* Assigned task
Nothing but the lines from the one with "the alerting configuration." down to the one with "pub const DEFAULT_TICK_INTERVAL: Duration" should be returned, exactly and with both ends included, from the material below.

* Information given
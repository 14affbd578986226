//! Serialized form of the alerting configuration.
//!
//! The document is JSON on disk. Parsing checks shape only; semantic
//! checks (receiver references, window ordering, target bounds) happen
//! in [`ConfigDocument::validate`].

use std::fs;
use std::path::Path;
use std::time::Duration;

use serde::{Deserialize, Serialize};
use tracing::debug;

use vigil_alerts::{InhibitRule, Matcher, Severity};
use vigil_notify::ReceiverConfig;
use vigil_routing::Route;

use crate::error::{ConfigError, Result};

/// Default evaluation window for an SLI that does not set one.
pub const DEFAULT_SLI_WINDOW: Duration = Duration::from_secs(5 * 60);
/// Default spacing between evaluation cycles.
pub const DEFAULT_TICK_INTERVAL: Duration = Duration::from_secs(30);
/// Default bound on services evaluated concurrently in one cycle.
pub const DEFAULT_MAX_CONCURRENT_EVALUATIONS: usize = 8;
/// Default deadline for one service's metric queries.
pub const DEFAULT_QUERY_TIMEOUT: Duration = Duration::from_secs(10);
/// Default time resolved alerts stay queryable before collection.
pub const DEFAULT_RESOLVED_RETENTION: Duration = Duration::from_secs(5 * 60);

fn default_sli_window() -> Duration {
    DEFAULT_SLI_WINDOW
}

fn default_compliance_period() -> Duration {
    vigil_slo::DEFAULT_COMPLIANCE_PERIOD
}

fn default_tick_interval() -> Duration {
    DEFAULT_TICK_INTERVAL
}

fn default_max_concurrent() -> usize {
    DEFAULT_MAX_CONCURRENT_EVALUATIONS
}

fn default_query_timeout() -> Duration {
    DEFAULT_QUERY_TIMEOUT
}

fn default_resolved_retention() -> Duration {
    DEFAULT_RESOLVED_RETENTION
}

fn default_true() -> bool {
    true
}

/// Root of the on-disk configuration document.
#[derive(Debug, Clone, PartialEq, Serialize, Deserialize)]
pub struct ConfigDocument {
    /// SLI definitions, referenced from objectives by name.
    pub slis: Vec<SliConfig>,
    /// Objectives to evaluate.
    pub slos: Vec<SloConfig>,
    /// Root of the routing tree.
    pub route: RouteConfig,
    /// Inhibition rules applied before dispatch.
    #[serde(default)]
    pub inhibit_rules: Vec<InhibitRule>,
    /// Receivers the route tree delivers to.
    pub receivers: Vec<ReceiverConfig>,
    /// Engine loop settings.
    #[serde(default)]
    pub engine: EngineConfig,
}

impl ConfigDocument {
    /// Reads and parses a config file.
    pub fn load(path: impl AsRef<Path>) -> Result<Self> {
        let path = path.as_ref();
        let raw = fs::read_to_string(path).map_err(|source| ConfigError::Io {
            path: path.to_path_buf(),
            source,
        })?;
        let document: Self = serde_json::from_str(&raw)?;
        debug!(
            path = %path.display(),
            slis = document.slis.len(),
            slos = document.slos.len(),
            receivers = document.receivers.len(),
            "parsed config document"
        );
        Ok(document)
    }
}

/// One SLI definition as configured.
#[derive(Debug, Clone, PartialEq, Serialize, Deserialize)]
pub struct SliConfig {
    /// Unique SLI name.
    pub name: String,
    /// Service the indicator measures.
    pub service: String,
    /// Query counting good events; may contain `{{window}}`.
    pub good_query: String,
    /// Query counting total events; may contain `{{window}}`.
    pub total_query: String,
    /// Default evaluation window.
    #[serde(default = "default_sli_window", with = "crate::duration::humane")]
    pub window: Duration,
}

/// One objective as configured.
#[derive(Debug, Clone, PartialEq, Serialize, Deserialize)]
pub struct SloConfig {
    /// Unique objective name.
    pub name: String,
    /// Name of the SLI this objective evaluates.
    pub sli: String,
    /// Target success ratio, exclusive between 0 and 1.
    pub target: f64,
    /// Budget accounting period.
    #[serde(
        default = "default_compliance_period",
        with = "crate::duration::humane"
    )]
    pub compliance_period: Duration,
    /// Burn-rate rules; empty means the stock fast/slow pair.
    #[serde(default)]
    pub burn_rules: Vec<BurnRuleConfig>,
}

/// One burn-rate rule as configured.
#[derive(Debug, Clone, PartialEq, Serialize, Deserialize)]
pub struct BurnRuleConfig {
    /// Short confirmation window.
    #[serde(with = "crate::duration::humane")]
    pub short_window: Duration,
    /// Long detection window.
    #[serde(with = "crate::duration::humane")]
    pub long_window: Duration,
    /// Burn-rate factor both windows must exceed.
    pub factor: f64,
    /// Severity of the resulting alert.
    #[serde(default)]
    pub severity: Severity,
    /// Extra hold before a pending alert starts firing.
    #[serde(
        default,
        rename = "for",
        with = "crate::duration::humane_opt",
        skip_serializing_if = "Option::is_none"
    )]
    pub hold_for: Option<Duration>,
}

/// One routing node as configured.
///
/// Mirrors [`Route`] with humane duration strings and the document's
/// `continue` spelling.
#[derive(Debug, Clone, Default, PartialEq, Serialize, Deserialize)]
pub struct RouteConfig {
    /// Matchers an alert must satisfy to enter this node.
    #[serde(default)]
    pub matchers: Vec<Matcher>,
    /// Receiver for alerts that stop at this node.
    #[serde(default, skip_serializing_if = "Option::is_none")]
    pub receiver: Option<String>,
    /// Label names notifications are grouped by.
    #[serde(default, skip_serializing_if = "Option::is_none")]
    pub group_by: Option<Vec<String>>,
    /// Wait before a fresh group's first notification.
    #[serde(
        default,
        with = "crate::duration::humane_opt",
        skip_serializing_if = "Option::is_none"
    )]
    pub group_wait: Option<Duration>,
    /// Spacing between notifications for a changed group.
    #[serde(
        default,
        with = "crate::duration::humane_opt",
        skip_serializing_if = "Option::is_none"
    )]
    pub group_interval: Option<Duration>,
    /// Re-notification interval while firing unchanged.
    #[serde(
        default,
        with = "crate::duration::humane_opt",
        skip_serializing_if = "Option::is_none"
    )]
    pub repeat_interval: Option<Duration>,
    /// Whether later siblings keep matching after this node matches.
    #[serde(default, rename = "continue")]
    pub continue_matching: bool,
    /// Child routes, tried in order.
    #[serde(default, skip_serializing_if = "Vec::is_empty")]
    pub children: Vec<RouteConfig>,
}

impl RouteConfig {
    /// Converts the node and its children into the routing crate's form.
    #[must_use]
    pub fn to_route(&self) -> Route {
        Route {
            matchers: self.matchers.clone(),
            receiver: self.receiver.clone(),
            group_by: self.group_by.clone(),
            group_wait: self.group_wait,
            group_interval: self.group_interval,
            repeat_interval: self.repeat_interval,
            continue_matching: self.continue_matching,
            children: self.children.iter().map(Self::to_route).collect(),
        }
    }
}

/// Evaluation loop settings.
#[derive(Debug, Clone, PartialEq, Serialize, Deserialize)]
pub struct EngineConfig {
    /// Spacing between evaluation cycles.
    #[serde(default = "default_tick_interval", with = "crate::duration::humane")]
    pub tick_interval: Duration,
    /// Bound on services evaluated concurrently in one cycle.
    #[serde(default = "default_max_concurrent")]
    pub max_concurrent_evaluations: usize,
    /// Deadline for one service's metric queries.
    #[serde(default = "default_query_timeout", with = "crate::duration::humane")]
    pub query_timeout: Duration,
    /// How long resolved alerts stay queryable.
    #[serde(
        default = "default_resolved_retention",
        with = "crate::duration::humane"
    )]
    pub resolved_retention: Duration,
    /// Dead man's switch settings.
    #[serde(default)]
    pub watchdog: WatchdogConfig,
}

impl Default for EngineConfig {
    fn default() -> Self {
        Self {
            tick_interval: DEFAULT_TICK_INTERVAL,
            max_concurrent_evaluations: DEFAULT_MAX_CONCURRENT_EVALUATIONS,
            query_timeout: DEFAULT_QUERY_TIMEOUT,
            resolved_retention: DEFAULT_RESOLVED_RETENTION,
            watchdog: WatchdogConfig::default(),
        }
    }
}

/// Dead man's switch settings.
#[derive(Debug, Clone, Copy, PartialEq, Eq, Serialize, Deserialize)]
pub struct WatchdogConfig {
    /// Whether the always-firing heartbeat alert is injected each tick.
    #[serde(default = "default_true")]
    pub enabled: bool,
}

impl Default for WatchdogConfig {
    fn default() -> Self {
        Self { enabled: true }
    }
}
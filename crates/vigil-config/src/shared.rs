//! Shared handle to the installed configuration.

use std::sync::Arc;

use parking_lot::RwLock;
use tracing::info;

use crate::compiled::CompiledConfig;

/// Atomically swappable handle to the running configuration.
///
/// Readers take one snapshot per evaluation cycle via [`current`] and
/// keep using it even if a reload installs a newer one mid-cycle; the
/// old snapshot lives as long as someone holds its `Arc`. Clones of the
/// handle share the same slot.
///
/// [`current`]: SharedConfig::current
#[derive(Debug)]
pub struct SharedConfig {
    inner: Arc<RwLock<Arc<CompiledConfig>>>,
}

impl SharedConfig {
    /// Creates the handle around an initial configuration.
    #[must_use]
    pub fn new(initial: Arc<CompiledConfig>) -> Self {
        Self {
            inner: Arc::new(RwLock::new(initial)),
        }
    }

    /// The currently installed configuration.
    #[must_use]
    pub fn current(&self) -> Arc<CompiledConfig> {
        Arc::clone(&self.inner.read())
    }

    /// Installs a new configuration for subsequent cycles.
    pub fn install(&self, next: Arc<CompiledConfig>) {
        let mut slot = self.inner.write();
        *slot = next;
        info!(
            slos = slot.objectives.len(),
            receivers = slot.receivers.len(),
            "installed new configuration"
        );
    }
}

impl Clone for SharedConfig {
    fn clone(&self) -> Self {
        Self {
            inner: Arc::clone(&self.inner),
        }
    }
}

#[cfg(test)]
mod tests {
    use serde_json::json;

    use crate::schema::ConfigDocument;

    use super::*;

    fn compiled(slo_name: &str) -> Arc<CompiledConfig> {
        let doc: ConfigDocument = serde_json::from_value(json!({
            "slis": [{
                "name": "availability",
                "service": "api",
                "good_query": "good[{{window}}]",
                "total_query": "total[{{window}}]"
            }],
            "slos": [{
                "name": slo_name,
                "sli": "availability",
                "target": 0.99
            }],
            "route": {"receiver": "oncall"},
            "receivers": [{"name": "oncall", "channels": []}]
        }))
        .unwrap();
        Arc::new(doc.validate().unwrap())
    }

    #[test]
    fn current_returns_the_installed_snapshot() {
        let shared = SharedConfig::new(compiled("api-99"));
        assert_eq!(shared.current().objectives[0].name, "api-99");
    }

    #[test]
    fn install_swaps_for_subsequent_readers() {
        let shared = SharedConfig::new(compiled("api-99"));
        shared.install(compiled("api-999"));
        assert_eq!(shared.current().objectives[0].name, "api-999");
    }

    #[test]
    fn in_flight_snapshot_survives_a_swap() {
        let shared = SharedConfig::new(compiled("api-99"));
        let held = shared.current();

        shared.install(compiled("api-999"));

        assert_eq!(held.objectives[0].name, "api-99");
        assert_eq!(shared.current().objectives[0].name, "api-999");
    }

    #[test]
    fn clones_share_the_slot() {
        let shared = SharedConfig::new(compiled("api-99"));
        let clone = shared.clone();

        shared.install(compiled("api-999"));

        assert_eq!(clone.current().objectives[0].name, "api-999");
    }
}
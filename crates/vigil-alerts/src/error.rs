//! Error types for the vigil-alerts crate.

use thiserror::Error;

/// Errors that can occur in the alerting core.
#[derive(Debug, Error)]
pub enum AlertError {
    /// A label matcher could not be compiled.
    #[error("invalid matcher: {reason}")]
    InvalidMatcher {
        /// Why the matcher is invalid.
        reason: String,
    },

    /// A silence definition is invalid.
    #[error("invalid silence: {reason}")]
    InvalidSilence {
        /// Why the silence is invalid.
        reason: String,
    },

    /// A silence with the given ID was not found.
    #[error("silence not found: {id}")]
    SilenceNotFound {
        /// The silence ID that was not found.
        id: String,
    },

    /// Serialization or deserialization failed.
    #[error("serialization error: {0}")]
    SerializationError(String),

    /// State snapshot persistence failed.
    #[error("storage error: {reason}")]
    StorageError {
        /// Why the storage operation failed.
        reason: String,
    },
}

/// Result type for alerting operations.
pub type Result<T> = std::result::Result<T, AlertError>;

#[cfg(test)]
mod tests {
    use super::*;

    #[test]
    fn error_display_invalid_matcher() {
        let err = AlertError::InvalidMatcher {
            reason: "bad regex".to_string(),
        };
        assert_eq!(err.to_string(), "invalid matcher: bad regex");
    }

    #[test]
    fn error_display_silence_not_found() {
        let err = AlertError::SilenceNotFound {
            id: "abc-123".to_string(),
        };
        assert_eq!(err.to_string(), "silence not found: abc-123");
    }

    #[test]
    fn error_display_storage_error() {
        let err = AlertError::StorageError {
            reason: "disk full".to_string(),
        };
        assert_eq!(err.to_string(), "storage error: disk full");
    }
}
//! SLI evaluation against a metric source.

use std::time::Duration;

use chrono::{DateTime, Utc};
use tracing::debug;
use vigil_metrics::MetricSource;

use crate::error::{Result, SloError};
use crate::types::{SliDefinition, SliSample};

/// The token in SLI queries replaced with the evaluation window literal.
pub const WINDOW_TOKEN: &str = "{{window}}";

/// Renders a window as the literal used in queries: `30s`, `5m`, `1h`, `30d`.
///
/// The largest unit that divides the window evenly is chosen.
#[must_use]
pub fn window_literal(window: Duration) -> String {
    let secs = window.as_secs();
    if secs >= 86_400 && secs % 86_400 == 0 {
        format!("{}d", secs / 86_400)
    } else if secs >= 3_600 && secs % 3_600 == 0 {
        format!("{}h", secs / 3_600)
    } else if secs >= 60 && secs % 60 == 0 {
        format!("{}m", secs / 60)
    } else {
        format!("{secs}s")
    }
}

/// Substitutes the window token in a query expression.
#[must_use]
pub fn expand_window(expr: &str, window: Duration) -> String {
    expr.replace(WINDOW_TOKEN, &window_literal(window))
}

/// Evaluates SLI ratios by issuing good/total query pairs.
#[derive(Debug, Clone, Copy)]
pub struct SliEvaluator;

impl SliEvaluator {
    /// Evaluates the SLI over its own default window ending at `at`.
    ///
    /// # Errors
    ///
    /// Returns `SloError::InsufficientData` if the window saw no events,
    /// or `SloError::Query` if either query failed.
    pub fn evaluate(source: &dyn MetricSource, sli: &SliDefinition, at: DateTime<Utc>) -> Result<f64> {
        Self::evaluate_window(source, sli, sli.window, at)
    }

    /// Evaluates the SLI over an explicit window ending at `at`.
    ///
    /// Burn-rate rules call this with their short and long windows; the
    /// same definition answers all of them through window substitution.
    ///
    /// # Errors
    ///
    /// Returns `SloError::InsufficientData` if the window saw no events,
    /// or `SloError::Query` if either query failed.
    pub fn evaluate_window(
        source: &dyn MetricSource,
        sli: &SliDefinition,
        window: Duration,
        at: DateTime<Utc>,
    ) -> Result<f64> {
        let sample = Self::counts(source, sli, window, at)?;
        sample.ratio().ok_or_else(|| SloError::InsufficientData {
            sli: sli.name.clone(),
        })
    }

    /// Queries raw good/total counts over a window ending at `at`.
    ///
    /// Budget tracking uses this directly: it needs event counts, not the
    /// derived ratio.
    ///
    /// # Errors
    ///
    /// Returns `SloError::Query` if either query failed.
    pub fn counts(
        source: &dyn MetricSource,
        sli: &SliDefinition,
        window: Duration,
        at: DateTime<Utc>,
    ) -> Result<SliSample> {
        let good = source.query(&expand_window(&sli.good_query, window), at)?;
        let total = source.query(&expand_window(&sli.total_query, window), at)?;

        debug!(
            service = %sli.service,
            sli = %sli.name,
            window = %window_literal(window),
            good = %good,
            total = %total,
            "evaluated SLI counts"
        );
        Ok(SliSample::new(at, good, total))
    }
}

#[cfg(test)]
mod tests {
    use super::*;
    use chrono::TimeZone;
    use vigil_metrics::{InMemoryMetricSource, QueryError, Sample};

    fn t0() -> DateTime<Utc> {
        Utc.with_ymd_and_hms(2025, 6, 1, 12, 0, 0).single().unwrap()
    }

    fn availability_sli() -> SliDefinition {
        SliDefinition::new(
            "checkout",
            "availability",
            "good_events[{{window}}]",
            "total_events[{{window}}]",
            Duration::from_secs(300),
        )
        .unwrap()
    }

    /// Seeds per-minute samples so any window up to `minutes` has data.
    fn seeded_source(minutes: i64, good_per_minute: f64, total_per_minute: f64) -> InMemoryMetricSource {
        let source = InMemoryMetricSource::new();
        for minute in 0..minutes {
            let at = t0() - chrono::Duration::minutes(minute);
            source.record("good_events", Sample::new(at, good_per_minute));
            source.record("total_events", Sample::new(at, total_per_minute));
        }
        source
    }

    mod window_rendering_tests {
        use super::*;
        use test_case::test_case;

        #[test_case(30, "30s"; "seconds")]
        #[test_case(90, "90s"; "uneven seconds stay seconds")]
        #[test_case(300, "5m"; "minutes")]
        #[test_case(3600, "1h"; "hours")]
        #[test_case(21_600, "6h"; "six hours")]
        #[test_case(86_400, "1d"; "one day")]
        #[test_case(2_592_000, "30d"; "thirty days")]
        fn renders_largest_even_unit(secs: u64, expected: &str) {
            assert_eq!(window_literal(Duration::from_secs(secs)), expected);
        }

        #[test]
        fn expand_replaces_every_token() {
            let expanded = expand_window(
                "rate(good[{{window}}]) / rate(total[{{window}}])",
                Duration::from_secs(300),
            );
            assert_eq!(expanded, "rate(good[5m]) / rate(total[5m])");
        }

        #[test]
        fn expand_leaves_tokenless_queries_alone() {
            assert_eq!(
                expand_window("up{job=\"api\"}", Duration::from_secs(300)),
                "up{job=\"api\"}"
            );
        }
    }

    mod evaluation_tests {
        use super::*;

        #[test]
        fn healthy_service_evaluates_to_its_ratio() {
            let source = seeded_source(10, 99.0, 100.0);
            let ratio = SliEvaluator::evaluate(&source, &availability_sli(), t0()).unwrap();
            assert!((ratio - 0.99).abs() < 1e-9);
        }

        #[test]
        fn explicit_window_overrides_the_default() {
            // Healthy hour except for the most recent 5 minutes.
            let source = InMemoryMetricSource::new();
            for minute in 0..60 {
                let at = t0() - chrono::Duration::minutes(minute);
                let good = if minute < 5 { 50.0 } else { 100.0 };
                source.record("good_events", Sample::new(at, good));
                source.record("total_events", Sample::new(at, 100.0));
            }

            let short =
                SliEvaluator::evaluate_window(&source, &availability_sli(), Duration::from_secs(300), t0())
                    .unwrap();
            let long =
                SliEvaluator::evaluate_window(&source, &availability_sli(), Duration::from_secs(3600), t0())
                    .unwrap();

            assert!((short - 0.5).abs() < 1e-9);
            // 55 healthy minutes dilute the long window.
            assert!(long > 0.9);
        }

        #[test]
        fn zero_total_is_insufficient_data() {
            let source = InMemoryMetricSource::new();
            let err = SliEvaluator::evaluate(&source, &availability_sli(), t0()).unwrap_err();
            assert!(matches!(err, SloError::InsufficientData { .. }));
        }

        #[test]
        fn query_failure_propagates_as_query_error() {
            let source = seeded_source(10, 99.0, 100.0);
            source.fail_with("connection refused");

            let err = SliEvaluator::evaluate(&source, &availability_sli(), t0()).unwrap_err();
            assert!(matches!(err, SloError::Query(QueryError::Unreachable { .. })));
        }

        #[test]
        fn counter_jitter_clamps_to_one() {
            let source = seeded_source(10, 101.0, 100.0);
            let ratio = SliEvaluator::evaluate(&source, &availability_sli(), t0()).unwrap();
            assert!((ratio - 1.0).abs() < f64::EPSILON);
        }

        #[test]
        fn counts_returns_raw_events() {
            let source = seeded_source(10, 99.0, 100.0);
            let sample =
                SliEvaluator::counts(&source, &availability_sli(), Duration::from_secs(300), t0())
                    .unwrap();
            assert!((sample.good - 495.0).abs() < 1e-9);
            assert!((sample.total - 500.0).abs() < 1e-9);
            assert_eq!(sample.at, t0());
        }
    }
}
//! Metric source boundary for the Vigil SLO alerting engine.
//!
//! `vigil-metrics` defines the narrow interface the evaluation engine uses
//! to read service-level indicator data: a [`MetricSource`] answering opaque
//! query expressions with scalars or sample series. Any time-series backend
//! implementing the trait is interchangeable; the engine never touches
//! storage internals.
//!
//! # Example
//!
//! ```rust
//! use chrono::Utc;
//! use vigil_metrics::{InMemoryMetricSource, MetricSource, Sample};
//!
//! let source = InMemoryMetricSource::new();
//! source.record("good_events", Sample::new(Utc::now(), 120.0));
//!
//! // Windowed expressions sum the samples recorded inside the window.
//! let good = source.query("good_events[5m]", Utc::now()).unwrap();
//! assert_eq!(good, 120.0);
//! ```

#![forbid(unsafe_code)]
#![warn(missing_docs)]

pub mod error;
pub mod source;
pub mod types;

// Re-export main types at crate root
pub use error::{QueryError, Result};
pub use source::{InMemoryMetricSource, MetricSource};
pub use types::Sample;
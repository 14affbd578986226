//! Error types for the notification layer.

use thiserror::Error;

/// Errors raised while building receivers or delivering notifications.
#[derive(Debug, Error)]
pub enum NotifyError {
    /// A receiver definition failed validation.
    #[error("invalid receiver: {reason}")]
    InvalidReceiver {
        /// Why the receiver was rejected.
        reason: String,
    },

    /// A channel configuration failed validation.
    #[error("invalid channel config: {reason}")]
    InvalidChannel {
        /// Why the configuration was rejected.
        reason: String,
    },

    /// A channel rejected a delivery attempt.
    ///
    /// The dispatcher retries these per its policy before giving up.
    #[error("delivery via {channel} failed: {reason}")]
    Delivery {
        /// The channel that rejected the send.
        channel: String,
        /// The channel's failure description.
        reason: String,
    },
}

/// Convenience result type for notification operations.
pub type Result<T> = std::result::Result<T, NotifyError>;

* Answer area
//! Serialized form of the alerting configuration.
//!
//! The document is JSON on disk. Parsing checks shape only; semantic
//! checks (receiver references, window ordering, target bounds) happen
//! in [`ConfigDocument::validate`].

use std::fs;
use std::path::Path;
use std::time::Duration;

use serde::{Deserialize, Serialize};
use tracing::debug;

use vigil_alerts::{InhibitRule, Matcher, Severity};
use vigil_notify::ReceiverConfig;
use vigil_routing::Route;

use crate::error::{ConfigError, Result};

/// Default evaluation window for an SLI that does not set one.
pub const DEFAULT_SLI_WINDOW: Duration = Duration::from_secs(5 * 60);
/// Default spacing between evaluation cycles.
pub const DEFAULT_TICK_INTERVAL: Duration = Duration::from_secs(30);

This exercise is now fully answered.